> _Problem description_: Output range, inclusive: from the line containing "filename crates/service/src/storage/json_collection_store.rs" to the line containing "Each resource lives". Restate those lines from the data below word for word and only those.

Exercise data below:

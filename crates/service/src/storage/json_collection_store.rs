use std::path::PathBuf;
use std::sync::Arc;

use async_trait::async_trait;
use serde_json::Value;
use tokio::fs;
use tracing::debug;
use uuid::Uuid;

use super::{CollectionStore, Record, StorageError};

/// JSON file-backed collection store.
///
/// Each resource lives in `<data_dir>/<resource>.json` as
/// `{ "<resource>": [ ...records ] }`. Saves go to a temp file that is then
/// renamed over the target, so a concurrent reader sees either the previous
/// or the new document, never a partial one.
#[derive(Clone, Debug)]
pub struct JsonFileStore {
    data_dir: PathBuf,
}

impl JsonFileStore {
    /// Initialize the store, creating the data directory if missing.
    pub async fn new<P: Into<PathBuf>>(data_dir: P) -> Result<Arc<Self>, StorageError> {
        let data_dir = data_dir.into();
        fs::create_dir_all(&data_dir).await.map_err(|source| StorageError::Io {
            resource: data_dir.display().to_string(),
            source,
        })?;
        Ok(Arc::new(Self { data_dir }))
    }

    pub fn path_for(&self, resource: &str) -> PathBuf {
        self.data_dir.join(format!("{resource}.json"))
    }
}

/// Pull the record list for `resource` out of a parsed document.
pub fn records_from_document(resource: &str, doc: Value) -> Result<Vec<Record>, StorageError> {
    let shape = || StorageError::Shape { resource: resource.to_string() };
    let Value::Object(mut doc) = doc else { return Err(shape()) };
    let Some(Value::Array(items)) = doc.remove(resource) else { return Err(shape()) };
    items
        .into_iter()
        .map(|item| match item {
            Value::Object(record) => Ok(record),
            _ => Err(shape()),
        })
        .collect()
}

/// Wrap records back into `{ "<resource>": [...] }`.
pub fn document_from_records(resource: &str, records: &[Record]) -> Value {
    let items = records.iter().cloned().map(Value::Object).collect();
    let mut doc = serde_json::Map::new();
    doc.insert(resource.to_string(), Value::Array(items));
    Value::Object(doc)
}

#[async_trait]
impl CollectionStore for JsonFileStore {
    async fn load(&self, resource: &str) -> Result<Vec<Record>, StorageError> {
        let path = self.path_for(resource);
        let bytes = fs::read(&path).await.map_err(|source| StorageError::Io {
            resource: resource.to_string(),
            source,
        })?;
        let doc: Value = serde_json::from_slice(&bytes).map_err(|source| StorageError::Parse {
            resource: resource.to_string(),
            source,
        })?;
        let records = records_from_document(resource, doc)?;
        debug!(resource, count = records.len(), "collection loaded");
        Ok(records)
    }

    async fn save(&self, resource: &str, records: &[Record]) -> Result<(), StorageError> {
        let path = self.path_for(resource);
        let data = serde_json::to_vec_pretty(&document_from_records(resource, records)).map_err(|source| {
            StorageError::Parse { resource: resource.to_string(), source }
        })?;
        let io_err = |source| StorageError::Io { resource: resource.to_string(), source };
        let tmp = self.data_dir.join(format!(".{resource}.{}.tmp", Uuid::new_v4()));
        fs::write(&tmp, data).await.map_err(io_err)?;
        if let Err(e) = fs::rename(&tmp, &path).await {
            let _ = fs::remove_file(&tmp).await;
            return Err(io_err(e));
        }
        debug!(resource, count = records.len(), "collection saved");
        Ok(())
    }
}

End of Exercise data.
Exercise data below:

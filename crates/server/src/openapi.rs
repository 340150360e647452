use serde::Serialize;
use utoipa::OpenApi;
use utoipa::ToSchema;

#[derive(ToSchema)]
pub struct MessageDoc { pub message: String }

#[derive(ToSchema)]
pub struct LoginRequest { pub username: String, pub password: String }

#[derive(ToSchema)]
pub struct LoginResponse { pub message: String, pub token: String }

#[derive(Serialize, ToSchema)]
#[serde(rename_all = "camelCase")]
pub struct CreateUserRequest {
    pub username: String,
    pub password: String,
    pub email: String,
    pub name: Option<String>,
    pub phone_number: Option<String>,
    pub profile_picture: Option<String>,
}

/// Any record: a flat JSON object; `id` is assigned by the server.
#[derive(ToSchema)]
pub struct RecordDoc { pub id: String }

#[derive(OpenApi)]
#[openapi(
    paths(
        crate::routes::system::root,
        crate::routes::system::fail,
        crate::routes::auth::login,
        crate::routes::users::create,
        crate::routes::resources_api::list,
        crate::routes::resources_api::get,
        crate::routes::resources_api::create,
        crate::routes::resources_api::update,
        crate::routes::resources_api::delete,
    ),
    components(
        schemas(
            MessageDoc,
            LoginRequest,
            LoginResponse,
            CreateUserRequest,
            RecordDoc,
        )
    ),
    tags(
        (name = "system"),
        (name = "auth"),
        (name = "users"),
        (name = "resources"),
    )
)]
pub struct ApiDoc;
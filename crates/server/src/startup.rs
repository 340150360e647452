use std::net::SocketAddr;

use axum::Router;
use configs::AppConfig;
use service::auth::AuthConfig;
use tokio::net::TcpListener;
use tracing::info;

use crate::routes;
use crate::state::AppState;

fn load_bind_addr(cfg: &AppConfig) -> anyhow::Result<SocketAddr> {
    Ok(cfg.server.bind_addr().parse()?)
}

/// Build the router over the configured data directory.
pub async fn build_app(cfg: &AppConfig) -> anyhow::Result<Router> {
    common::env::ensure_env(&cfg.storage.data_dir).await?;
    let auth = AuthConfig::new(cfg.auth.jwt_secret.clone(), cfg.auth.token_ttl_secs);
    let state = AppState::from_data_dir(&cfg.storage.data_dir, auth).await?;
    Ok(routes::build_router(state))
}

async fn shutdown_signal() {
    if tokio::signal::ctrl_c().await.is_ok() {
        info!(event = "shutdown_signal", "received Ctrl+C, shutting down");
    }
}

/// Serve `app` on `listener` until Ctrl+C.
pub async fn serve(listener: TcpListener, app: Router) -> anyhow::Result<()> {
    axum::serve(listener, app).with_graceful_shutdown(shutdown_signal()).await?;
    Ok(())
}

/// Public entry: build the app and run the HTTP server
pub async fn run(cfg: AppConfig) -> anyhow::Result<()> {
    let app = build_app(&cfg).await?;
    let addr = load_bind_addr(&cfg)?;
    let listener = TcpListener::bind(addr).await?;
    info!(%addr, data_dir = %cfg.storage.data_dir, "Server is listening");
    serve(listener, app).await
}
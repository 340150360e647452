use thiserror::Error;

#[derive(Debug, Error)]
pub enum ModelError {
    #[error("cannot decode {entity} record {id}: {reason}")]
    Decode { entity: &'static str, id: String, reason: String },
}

End of Exercise data.

> _Your solution_:
filename crates/service/src/storage/json_collection_store.rs
use std::path::PathBuf;
use std::sync::Arc;

use async_trait::async_trait;
use serde_json::Value;
use tokio::fs;
use tracing::debug;
use uuid::Uuid;

use super::{CollectionStore, Record, StorageError};

/// JSON file-backed collection store.
///
/// Each resource lives in `<data_dir>/<resource>.json` as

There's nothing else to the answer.